I haven’t had much time to update the blog lately (mostly due to having to crunch work on my thesis) and for that I apologize. But since it’s been one month since my last post, I decided to write something up today, even if it’s not a full blown article with source code like my previous posts.

So, here’s the deal! I’ve been working on 2D point-and-click graphic adventure game engine and editor lately, and what I’d like to share today is the general idea of how I ended up implementing the pathfinding for my engine.
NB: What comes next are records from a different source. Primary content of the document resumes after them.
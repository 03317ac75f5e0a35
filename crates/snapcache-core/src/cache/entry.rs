use std::time::Duration;

use base64::engine::general_purpose::STANDARD;
use base64::Engine;
use chrono::{DateTime, Utc};
use reqwest::header::{HeaderMap, HeaderName, HeaderValue};
use reqwest::StatusCode;
use serde::de::DeserializeOwned;
use serde::{Deserialize, Serialize};

use crate::api::ApiError;

/// Status, headers and body of a store response, detached from the
/// connection so it can be cached and handed out repeatedly.
#[derive(Debug, Clone, PartialEq)]
pub struct ResponseSnapshot {
    pub status: StatusCode,
    pub headers: HeaderMap,
    pub body: Vec<u8>,
}

impl ResponseSnapshot {
    pub fn new(status: StatusCode, headers: HeaderMap, body: Vec<u8>) -> Self {
        Self { status, headers, body }
    }

    /// Read a live response to the end.
    pub async fn read(response: reqwest::Response) -> Result<Self, reqwest::Error> {
        let status = response.status();
        let headers = response.headers().clone();
        let body = response.bytes().await?.to_vec();
        Ok(Self { status, headers, body })
    }

    pub fn is_success(&self) -> bool {
        self.status.is_success()
    }

    pub fn text(&self) -> String {
        String::from_utf8_lossy(&self.body).into_owned()
    }

    pub fn json<T: DeserializeOwned>(&self) -> Result<T, ApiError> {
        serde_json::from_slice(&self.body)
            .map_err(|e| ApiError::InvalidResponse(format!("JSON decoding failed: {}", e)))
    }
}

/// Result of a cached fetch.
#[derive(Debug, Clone)]
pub struct FetchOutcome {
    pub response: ResponseSnapshot,
    /// The live refresh failed and `response` is an expired cache entry.
    pub is_stale_due_to_error: bool,
}

impl FetchOutcome {
    pub fn fresh(response: ResponseSnapshot) -> Self {
        Self {
            response,
            is_stale_due_to_error: false,
        }
    }

    pub fn stale(response: ResponseSnapshot) -> Self {
        Self {
            response,
            is_stale_due_to_error: true,
        }
    }
}

#[derive(Debug, Clone, PartialEq)]
pub struct CacheEntry {
    pub response: ResponseSnapshot,
    pub stored_at: DateTime<Utc>,
}

impl CacheEntry {
    pub fn new(response: ResponseSnapshot) -> Self {
        Self {
            response,
            stored_at: Utc::now(),
        }
    }

    /// Age of the entry; zero if the clock went backwards.
    pub fn age(&self) -> Duration {
        (Utc::now() - self.stored_at).to_std().unwrap_or_default()
    }

    pub fn is_fresh(&self, window: Duration) -> bool {
        self.age() <= window
    }

    pub fn age_display(&self) -> String {
        let secs = self.age().as_secs();
        if secs < 1 {
            "just now".to_string()
        } else if secs < 60 {
            format!("{}s ago", secs)
        } else if secs < 3600 {
            format!("{}m ago", secs / 60)
        } else if secs < 86400 {
            format!("{}h ago", secs / 3600)
        } else {
            format!("{}d ago", secs / 86400)
        }
    }
}

/// On-disk form of a `CacheEntry`.
#[derive(Debug, Serialize, Deserialize)]
pub(crate) struct StoredEntry {
    status: u16,
    headers: Vec<(String, String)>,
    body: String,
    stored_at: DateTime<Utc>,
}

impl From<&CacheEntry> for StoredEntry {
    fn from(entry: &CacheEntry) -> Self {
        let headers = entry
            .response
            .headers
            .iter()
            .filter_map(|(name, value)| {
                value
                    .to_str()
                    .ok()
                    .map(|v| (name.as_str().to_string(), v.to_string()))
            })
            .collect();
        Self {
            status: entry.response.status.as_u16(),
            headers,
            body: STANDARD.encode(&entry.response.body),
            stored_at: entry.stored_at,
        }
    }
}

impl TryFrom<StoredEntry> for CacheEntry {
    type Error = anyhow::Error;

    fn try_from(stored: StoredEntry) -> Result<Self, Self::Error> {
        let mut headers = HeaderMap::new();
        for (name, value) in stored.headers {
            headers.append(
                HeaderName::from_bytes(name.as_bytes())?,
                HeaderValue::from_str(&value)?,
            );
        }
        Ok(Self {
            response: ResponseSnapshot {
                status: StatusCode::from_u16(stored.status)?,
                headers,
                body: STANDARD.decode(stored.body)?,
            },
            stored_at: stored.stored_at,
        })
    }
}

#[cfg(test)]
mod tests {
    use super::*;

    fn snapshot(body: &str) -> ResponseSnapshot {
        let mut headers = HeaderMap::new();
        headers.insert("content-type", HeaderValue::from_static("application/json"));
        ResponseSnapshot::new(StatusCode::OK, headers, body.as_bytes().to_vec())
    }

    #[test]
    fn test_entry_freshness() {
        let entry = CacheEntry::new(snapshot("{}"));
        assert!(entry.is_fresh(Duration::from_secs(5)));

        let mut old = CacheEntry::new(snapshot("{}"));
        old.stored_at = Utc::now() - chrono::Duration::seconds(10);
        assert!(!old.is_fresh(Duration::from_secs(5)));
        assert!(old.age() >= Duration::from_secs(10));
    }

    #[test]
    fn test_age_display() {
        let mut entry = CacheEntry::new(snapshot("{}"));
        assert_eq!(entry.age_display(), "just now");

        entry.stored_at = Utc::now() - chrono::Duration::seconds(42);
        assert_eq!(entry.age_display(), "42s ago");

        entry.stored_at = Utc::now() - chrono::Duration::minutes(5);
        assert_eq!(entry.age_display(), "5m ago");

        // Clock skew
        entry.stored_at = Utc::now() + chrono::Duration::minutes(5);
        assert_eq!(entry.age_display(), "just now");
    }

    #[test]
    fn test_snapshot_json() {
        let value: serde_json::Value = snapshot(r#"{"snap_id": "abc"}"#).json().unwrap();
        assert_eq!(value["snap_id"], "abc");
        assert!(snapshot("not json").json::<serde_json::Value>().is_err());
    }

    #[test]
    fn test_stored_entry_conversion() {
        let entry = CacheEntry::new(snapshot(r#"{"a": 1}"#));
        let stored = StoredEntry::from(&entry);
        let json = serde_json::to_string(&stored).unwrap();
        let restored = CacheEntry::try_from(serde_json::from_str::<StoredEntry>(&json).unwrap()).unwrap();
        assert_eq!(restored, entry);
    }
}
//! Cached, retrying HTTP accessor.
//!
//! `fetch` answers from the cache while an entry is within the freshness
//! window. Past that window it tries the network and, if the live call
//! fails after retries, hands back the expired entry flagged as stale. With
//! nothing cached there is nothing to fall back on and failures propagate.

use std::sync::Arc;
use std::time::Duration;

use reqwest::header::{self, HeaderMap, HeaderValue};
use reqwest::{Client, Method};
use serde_json::Value;
use tracing::{debug, warn};
use url::Url;

use super::{CacheEntry, CacheKey, FetchOutcome, ResponseCache, ResponseSnapshot, RetryConfig};
use crate::api::ApiError;

/// Default freshness window for cached responses.
pub const DEFAULT_FRESHNESS: Duration = Duration::from_secs(5);

/// A request with its method resolved, body encoded and key computed.
#[derive(Debug, Clone)]
struct PreparedRequest {
    method: Method,
    url: Url,
    headers: HeaderMap,
    body: Option<Vec<u8>>,
    key: CacheKey,
}

/// Clone is cheap - clones share the reqwest connection pool and the cache.
#[derive(Clone)]
pub struct CachedAccessor {
    client: Client,
    cache: Arc<ResponseCache>,
    retry: RetryConfig,
    freshness: Duration,
}

impl CachedAccessor {
    pub fn new(client: Client, cache: Arc<ResponseCache>, retry: RetryConfig) -> Self {
        Self {
            client,
            cache,
            retry,
            freshness: DEFAULT_FRESHNESS,
        }
    }

    #[must_use]
    pub fn with_freshness(mut self, freshness: Duration) -> Self {
        self.freshness = freshness;
        self
    }

    pub fn cache(&self) -> &Arc<ResponseCache> {
        &self.cache
    }

    pub fn retry_config(&self) -> &RetryConfig {
        &self.retry
    }

    fn prepare(
        url: &str,
        headers: &HeaderMap,
        body: Option<&Value>,
        method: Option<Method>,
    ) -> Result<PreparedRequest, ApiError> {
        let method = method.unwrap_or(if body.is_some() { Method::POST } else { Method::GET });
        let url = Url::parse(url).map_err(|e| ApiError::InvalidRequest(format!("{}: {}", url, e)))?;

        let mut headers = headers.clone();
        let body = match body {
            Some(value) => {
                headers
                    .entry(header::CONTENT_TYPE)
                    .or_insert(HeaderValue::from_static("application/json"));
                Some(serde_json::to_vec(value).map_err(|e| ApiError::InvalidRequest(e.to_string()))?)
            }
            None => None,
        };

        let key = CacheKey::for_request(&method, &url, &headers, body.as_deref());
        Ok(PreparedRequest {
            method,
            url,
            headers,
            body,
            key,
        })
    }

    /// Fetch through the cache.
    ///
    /// A JSON `body` without an explicit `method` is sent as `POST`.
    pub async fn fetch(
        &self,
        url: &str,
        headers: &HeaderMap,
        body: Option<&Value>,
        method: Option<Method>,
    ) -> Result<FetchOutcome, ApiError> {
        let request = Self::prepare(url, headers, body, method)?;

        let Some(cached) = self.cache.get(&request.key).await else {
            debug!(url = %request.url, "Cache miss");
            let response = self.live(&request).await?;
            self.store(&request, &response).await;
            return Ok(FetchOutcome::fresh(response));
        };

        if cached.is_fresh(self.freshness) {
            debug!(url = %request.url, age = %cached.age_display(), "Cache hit");
            return Ok(FetchOutcome::fresh(cached.response));
        }

        match self.live(&request).await {
            Ok(response) if response.status.is_server_error() => {
                warn!(
                    url = %request.url,
                    status = %response.status,
                    cached = %cached.age_display(),
                    "Upstream error, serving stale cache"
                );
                Ok(FetchOutcome::stale(cached.response))
            }
            Ok(response) => {
                self.store(&request, &response).await;
                Ok(FetchOutcome::fresh(response))
            }
            Err(e) => {
                warn!(
                    url = %request.url,
                    error = %e,
                    cached = %cached.age_display(),
                    "Refresh failed, serving stale cache"
                );
                Ok(FetchOutcome::stale(cached.response))
            }
        }
    }

    /// Live call that bypasses the cache entirely, for mutations.
    pub async fn send(
        &self,
        url: &str,
        headers: &HeaderMap,
        body: Option<&Value>,
        method: Option<Method>,
    ) -> Result<ResponseSnapshot, ApiError> {
        let request = Self::prepare(url, headers, body, method)?;
        self.live(&request).await
    }

    /// Keep 2xx responses. Credentialed responses stay in memory only.
    async fn store(&self, request: &PreparedRequest, response: &ResponseSnapshot) {
        if !response.is_success() {
            return;
        }
        let entry = CacheEntry::new(response.clone());
        if request.headers.contains_key(header::AUTHORIZATION) {
            self.cache.insert_in_memory(request.key.clone(), entry).await;
        } else {
            self.cache.insert(request.key.clone(), entry).await;
        }
    }

    /// Network call bounded by the total timeout.
    async fn live(&self, request: &PreparedRequest) -> Result<ResponseSnapshot, ApiError> {
        match tokio::time::timeout(self.retry.timeout(), self.send_with_retry(request)).await {
            Ok(result) => result,
            Err(_) => Err(ApiError::Timeout(format!(
                "{} {} exceeded {:?}",
                request.method,
                request.url,
                self.retry.timeout()
            ))),
        }
    }

    async fn send_with_retry(&self, request: &PreparedRequest) -> Result<ResponseSnapshot, ApiError> {
        let mut retries = 0;

        loop {
            let mut builder = self
                .client
                .request(request.method.clone(), request.url.clone())
                .headers(request.headers.clone());
            if let Some(ref body) = request.body {
                builder = builder.body(body.clone());
            }

            let failure = match builder.send().await {
                Ok(response) if self.retry.is_retryable(response.status()) => {
                    ApiError::Unavailable(format!("{} returned {}", request.url, response.status()))
                }
                Ok(response) => return Ok(ResponseSnapshot::read(response).await?),
                Err(e) if e.is_timeout() => ApiError::Timeout(format!("{}: {}", request.url, e)),
                Err(e) if e.is_connect() => ApiError::Unavailable(format!("{}: {}", request.url, e)),
                Err(e) => return Err(e.into()),
            };

            retries += 1;
            if retries > self.retry.max_retries {
                return Err(failure);
            }

            let delay = self.retry.delay_for(retries);
            warn!(
                url = %request.url,
                retry = retries,
                backoff_ms = delay.as_millis() as u64,
                error = %failure,
                "Transient upstream failure, backing off"
            );
            tokio::time::sleep(delay).await;
        }
    }
}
If you’ve never seen a 2D point-and-click graphic adventure game, it’s a game genre that used to be really popular during the 90s. I think this video sums it all up (literally):

So, in most point-and-click graphic adventure games, whenever you click on the screen, your character tries to get as close as he can to that location, while evading all the obstacles along the way. But unlike a tile-based game where the walkable areas are easily represented by a regular grid, the floor on a graphic adventure game can have virtually any arbitrary shape.

In the old days (in the golden era of LucasArts and the SCUMM) they would often represent the walkable areas as a set of walk boxes, which were really nothing more than simple horizontal trapezoids laid down to cover the entire floor area. A pre-processing stage would then calculate the shortest path between each and every walk box, and store the results in a matrix, so they could simply be looked up at runtime (which traded an higher memory footprint for increased performance).

Nowadays, computers have become so advanced that it’s not really necessary to do this – we can simply run the pathfinding in realtime and be done with it. And as for the floor representation, I wanted something that would be easier to define in my editor than trying to manually cover the floor with individual trapezoids. I wanted the user to be able to simply *draw* any shape he wanted, no matter how complex, and have the character automatically know how to navigate it!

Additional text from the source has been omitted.